L’« épopée personnelle » constitue en soi une sorte de contradiction dans les termes. Elle me paraît toutefois renvoyer à deux éléments fondamentaux chez Handke : l’appétit pour le mythe et le refus de l’histoire[27].

Antérieur à ce déni de l’histoire, toutefois, il y a, chez l’écrivain autrichien, le refus de raconter sa propre histoire sur le mode du récit et particulièrement du récit de mémoire. Aux circonstances et aux événements que les diaristes consignent d’ordinaire et qui se rapportent à la vie intime et extime, Handke préfère les observations fugaces de la vie ordinaire de tous ; comme le remarque son traducteur français Georges-Arthur Goldschmidt,

[…] le journal de Handke se met en place très exactement là où une « personnalité » ne se constitue pas dans ce qu’elle a de particulier ou de censément original. Tout se passe comme si les événements notés par Peter Handke étaient toujours ceux qu’il ne retiendrait justement pas s’il voulait parler de lui en tant que Peter Handke. C’est la raison pour laquelle Le Poids du monde échappe totalement à la catégorie de la littérature du moi[28] […].

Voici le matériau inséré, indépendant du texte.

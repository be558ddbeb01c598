//! egui visuals built from a [`Palette`]

use egui::{Color32, CornerRadius, Shadow, Stroke, Visuals, style::WidgetVisuals};

use super::palette::Palette;

fn widget(v: &mut WidgetVisuals, bg: Color32, weak_bg: Color32, border: Stroke, fg: Stroke) {
    v.bg_fill = bg;
    v.weak_bg_fill = weak_bg;
    v.bg_stroke = border;
    v.fg_stroke = fg;
    v.corner_radius = CornerRadius::same(4);
}

/// Visuals for the given palette
pub fn visuals(p: &Palette, is_dark: bool) -> Visuals {
    let mut v = if is_dark {
        Visuals::dark()
    } else {
        Visuals::light()
    };

    v.panel_fill = p.bg_panel;
    v.window_fill = p.bg_elevated;
    v.extreme_bg_color = p.bg_base;
    v.faint_bg_color = p.bg_input;

    v.selection.bg_fill = p.accent_subtle;
    v.selection.stroke = Stroke::new(1.0, p.accent);
    v.hyperlink_color = p.accent;
    v.override_text_color = Some(p.text_primary);

    let subtle = Stroke::new(1.0, p.border_subtle);
    widget(
        &mut v.widgets.noninteractive,
        p.bg_input,
        p.bg_panel,
        subtle,
        Stroke::new(1.0, p.text_secondary),
    );
    widget(
        &mut v.widgets.inactive,
        p.bg_input,
        p.bg_input,
        subtle,
        Stroke::new(1.0, p.text_primary),
    );
    widget(
        &mut v.widgets.hovered,
        p.bg_hover,
        p.bg_hover,
        Stroke::new(1.0, p.border_normal),
        Stroke::new(1.5, p.text_primary),
    );
    widget(
        &mut v.widgets.active,
        p.accent,
        p.accent,
        Stroke::new(1.0, p.accent),
        Stroke::new(2.0, p.on_accent),
    );
    widget(
        &mut v.widgets.open,
        p.bg_elevated,
        p.bg_elevated,
        Stroke::new(1.0, p.border_normal),
        Stroke::new(1.0, p.text_primary),
    );

    v.window_corner_radius = CornerRadius::same(6);
    v.window_stroke = subtle;
    v.window_shadow = Shadow {
        offset: [0, 4],
        blur: 16,
        spread: 0,
        color: Color32::from_black_alpha(if is_dark { 80 } else { 30 }),
    };
    v.popup_shadow = Shadow {
        offset: [0, 2],
        blur: 8,
        spread: 0,
        color: Color32::from_black_alpha(if is_dark { 60 } else { 20 }),
    };

    v.button_frame = true;
    v.text_cursor.stroke = Stroke::new(2.0, p.text_primary);

    v
}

Cette historiographie de l’infime, de l’inaperçu, n’est certes pas de l’histoire, mais elle est peut-être, comme le propose Christoph Eykman, une microhistoire des fragments dispersés et invisibles de la vie quotidienne[29]. Revendiquée contre l’histoire qui plaque un sens sur l’individu, lui assigne une place, une origine, qui le définit et le limite, la microhistoire du quotidien figure selon Handke celle qui, aujourd’hui, peut déboucher sur l’épopée et le mythe. Qu’est-ce donc, en effet, que l’épopée pour Handke ? « Le monde devenu descriptible : un sentiment s’associe enfin à un objet (Épopée) » (PDM, 101), ou encore « Idée : Quand un mort parviendra-t-il enfin à être de retour, à être de nouveau là ? Ça doit tout de même être possible ! (épopée) » (PDM, 108).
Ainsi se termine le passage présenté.